During STARC’s most recent webinar, ICRA 2.0: Recommendations for Improving Prevention Planning in Healthcare Construction, our expert panel explored what’s new and different. Following are some quick takeaways.
ICRA 2.0 includes more complete descriptions of the various categories in the matrix, providing greater clarity for users. For example, the previous ICRA matrix focused on construction. Now, there’s a routine maintenance class for the ICRA, and inclusion of a standard workflow (and potentially a standardized permit) for those processes.
For a more comprehensive overview of the specific updates, read this guest blog post by Dr. Janet Haas, CEO and Principal Consulting Epidemiologist at Innovative Infection Prevention. Also, be sure to check out Dr. Haas’s interactive follow-up post, 5 Cases Using ICRA 2.0: Test Your Understanding.
Raising Stakes for IP
Beyond the changes to the precautions matrix, it’s clear this ASHE-led effort has raised the stakes for infection preventionists. As Leon Young, Infection Prevention and Healthcare Construction Consultant, alluded to during the webinar, it’s almost as if ASHE wants the IP to be more involved with the ICRA process and mitigation strategies.
Young says he’s thrilled ASHE has taken the partnership with infection prevention and healthcare construction to the next level.
Containment and Isolation
As you might expect, any industry-wide push to improve infection control brings with it an opportunity to reconsider traditional approaches to the containment of dust, dangerous pathogens, and risks associated with fire and smoke.

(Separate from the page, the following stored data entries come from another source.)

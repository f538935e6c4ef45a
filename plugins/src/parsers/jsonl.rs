use qcheck_core::{Diagnostic, FileRange, Severity};
use serde::Deserialize;

use super::OutputParser;

#[derive(Debug, Deserialize)]
struct JsonDiagnostic {
    #[serde(default)]
    severity: Option<String>,
    message: String,
    #[serde(default)]
    source: Option<String>,
    #[serde(default, alias = "external_info_url")]
    url: Option<String>,
    #[serde(default)]
    categories: Vec<String>,
    #[serde(default)]
    ranges: Vec<FileRange>,
    #[serde(default)]
    file: Option<String>,
    #[serde(default)]
    line: Option<u32>,
    #[serde(default)]
    column: Option<u32>,
}

/// Parses one JSON diagnostic object per line; anything else is skipped.
pub struct JsonlLineParser {
    source: String,
}

impl JsonlLineParser {
    pub fn new(source: impl Into<String>) -> Self {
        Self {
            source: source.into(),
        }
    }
}

impl OutputParser for JsonlLineParser {
    fn parse_line(&mut self, line: &str) -> Option<Diagnostic> {
        let line = line.trim();
        if !line.starts_with('{') {
            return None;
        }
        let raw: JsonDiagnostic = match serde_json::from_str(line) {
            Ok(raw) => raw,
            Err(e) => {
                tracing::trace!(target: "qcheck::task", error = %e, "skipping malformed jsonl line");
                return None;
            }
        };

        let severity = raw
            .severity
            .as_deref()
            .and_then(|s| s.parse::<Severity>().ok())
            .unwrap_or(Severity::Major);

        let mut diagnostic = Diagnostic::new(severity, raw.message)
            .with_source(raw.source.unwrap_or_else(|| self.source.clone()));
        if let Some(url) = raw.url {
            diagnostic = diagnostic.with_external_info_url(url);
        }
        for category in raw.categories {
            diagnostic = diagnostic.with_category(category);
        }
        for range in raw.ranges {
            diagnostic = diagnostic.with_file_range(range);
        }
        if let Some(file) = raw.file {
            let mut range = FileRange::file(file);
            range.start_line = raw.line;
            range.start_column = raw.column;
            diagnostic = diagnostic.with_file_range(range);
        }

        Some(diagnostic)
    }
}
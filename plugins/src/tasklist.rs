//! Turn the `[[tasks]]` section of the configuration into schedulable tasks.

use std::path::{Path, PathBuf};

use qcheck_core::config::{AppConfig, RunConfig, TaskConfig};
use qcheck_core::Task;
use tracing::{debug, warn};

use crate::error::TaskBuildError;
use crate::parsers::build_parser;
use crate::runner::{ToolSpec, ToolTask};

/// Build the task list in configuration order, skipping disabled entries.
pub fn build_tasks(cfg: &AppConfig) -> Result<Vec<Task>, TaskBuildError> {
    let mut tasks = Vec::with_capacity(cfg.tasks.len());
    for task_cfg in &cfg.tasks {
        if !task_cfg.enabled {
            debug!(target: "qcheck::task", task = %task_cfg.name, "task disabled, skipping");
            continue;
        }
        let tool = build_tool(&cfg.run, task_cfg)?;
        tasks.push(if task_cfg.parallel {
            Task::parallel(tool)
        } else {
            Task::blocking(tool)
        });
    }
    Ok(tasks)
}

pub fn build_tool(run: &RunConfig, task_cfg: &TaskConfig) -> Result<ToolTask, TaskBuildError> {
    let workdir = resolve_workdir(run, task_cfg);
    if !workdir.is_dir() {
        return Err(TaskBuildError::Workdir {
            task: task_cfg.name.clone(),
            path: workdir,
        });
    }

    let mut args = task_cfg.args.clone();
    for pattern in &task_cfg.paths {
        args.extend(expand_pattern(&task_cfg.name, &workdir, pattern)?);
    }

    let spec = ToolSpec {
        name: task_cfg.name.clone(),
        program: task_cfg.command.clone(),
        args,
        env: task_cfg.env.clone(),
        workdir,
        cost: task_cfg.cost,
        success_exit_codes: task_cfg.success_exit_codes.clone(),
        fail_on: task_cfg.fail_on,
        capture_bytes: task_cfg.capture_bytes,
    };
    let parser = build_parser(task_cfg.format, task_cfg.source_label());
    Ok(ToolTask::new(spec, parser))
}

fn resolve_workdir(run: &RunConfig, task_cfg: &TaskConfig) -> PathBuf {
    let base = Path::new(&run.workdir);
    match task_cfg.workdir.as_deref() {
        Some(dir) => base.join(dir),
        None => base.to_path_buf(),
    }
}

/// Expand one glob pattern relative to `workdir`, returning matches relative to it, sorted.
fn expand_pattern(
    task: &str,
    workdir: &Path,
    pattern: &str,
) -> Result<Vec<String>, TaskBuildError> {
    let pattern_str = workdir.join(pattern).to_string_lossy().to_string();
    let paths = glob::glob(&pattern_str).map_err(|source| TaskBuildError::Pattern {
        task: task.to_string(),
        pattern: pattern.to_string(),
        source,
    })?;

    let mut matched = Vec::new();
    for entry in paths {
        match entry {
            Ok(path) => {
                let rel = path.strip_prefix(workdir).unwrap_or(&path);
                matched.push(rel.to_string_lossy().to_string());
            }
            Err(e) => warn!(target: "qcheck::task", task, "glob error: {}", e),
        }
    }
    matched.sort();

    if matched.is_empty() {
        debug!(target: "qcheck::task", task, pattern, "path pattern matched nothing");
    }
    Ok(matched)
}

#[cfg(test)]
mod tests {
    use super::*;
    use pretty_assertions::assert_eq;

    fn cfg_in(dir: &Path) -> AppConfig {
        let mut cfg = AppConfig::default();
        cfg.run.workdir = dir.to_string_lossy().to_string();
        cfg
    }

    #[test]
    fn test_disabled_tasks_are_skipped() {
        let dir = tempfile::tempdir().unwrap();
        let mut cfg = cfg_in(dir.path());
        cfg.tasks.push(TaskConfig::new("a", "true"));
        let mut off = TaskConfig::new("b", "true");
        off.enabled = false;
        cfg.tasks.push(off);
        let mut exclusive = TaskConfig::new("c", "true");
        exclusive.parallel = false;
        cfg.tasks.push(exclusive);

        let tasks = build_tasks(&cfg).unwrap();
        let names: Vec<_> = tasks.iter().map(|t| (t.name().to_string(), t.is_parallel())).collect();
        assert_eq!(
            names,
            vec![("a".to_string(), true), ("c".to_string(), false)]
        );
    }

    #[test]
    fn test_paths_expand_relative_to_workdir() {
        let dir = tempfile::tempdir().unwrap();
        std::fs::create_dir(dir.path().join("src")).unwrap();
        std::fs::write(dir.path().join("src/b.php"), "").unwrap();
        std::fs::write(dir.path().join("src/a.php"), "").unwrap();
        std::fs::write(dir.path().join("src/c.txt"), "").unwrap();

        let cfg = cfg_in(dir.path());
        let mut task_cfg = TaskConfig::new("lint", "phplint");
        task_cfg.args = vec!["--strict".to_string()];
        task_cfg.paths = vec!["src/*.php".to_string()];

        let tool = build_tool(&cfg.run, &task_cfg).unwrap();
        let expected = vec![
            "--strict".to_string(),
            Path::new("src").join("a.php").to_string_lossy().to_string(),
            Path::new("src").join("b.php").to_string_lossy().to_string(),
        ];
        assert_eq!(tool.spec().args, expected);
    }

    #[test]
    fn test_missing_workdir_is_rejected() {
        let dir = tempfile::tempdir().unwrap();
        let cfg = cfg_in(dir.path());
        let mut task_cfg = TaskConfig::new("lint", "phplint");
        task_cfg.workdir = Some("nope".to_string());

        let err = build_tool(&cfg.run, &task_cfg).err().unwrap();
        assert!(matches!(err, TaskBuildError::Workdir { .. }));
    }

    #[test]
    fn test_bad_pattern_is_rejected() {
        let dir = tempfile::tempdir().unwrap();
        let cfg = cfg_in(dir.path());
        let mut task_cfg = TaskConfig::new("lint", "phplint");
        task_cfg.paths = vec!["src/[".to_string()];

        let err = build_tool(&cfg.run, &task_cfg).err().unwrap();
        assert!(matches!(err, TaskBuildError::Pattern { .. }));
    }
}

At STARC, we focus on providing negative air spaces for healthcare construction containment or isolation. As Bruce Bickford, Vice President of Product Development, pointed out during the webinar, our LiteBarrier and RealWall panels and modules provide the highest level and reliability of any temporary containment system because they are specifically engineered to reduce or stop airflow across the wall.
These solutions also provide accessories for HEPA machine integration and pressure monitoring. The flexibility of our system makes creating anterooms, corridor walls and negative pressure rooms equally straightforward and fully compliant with ICRA standards. In addition, our non-combustible panels can be used as fire barriers when the area is fully sprinklered.
No doubt, risk assessments for infection control will continue to evolve, but this ASHE-led ICRA 2.0 effort marks an important step forward for healthcare facilities management.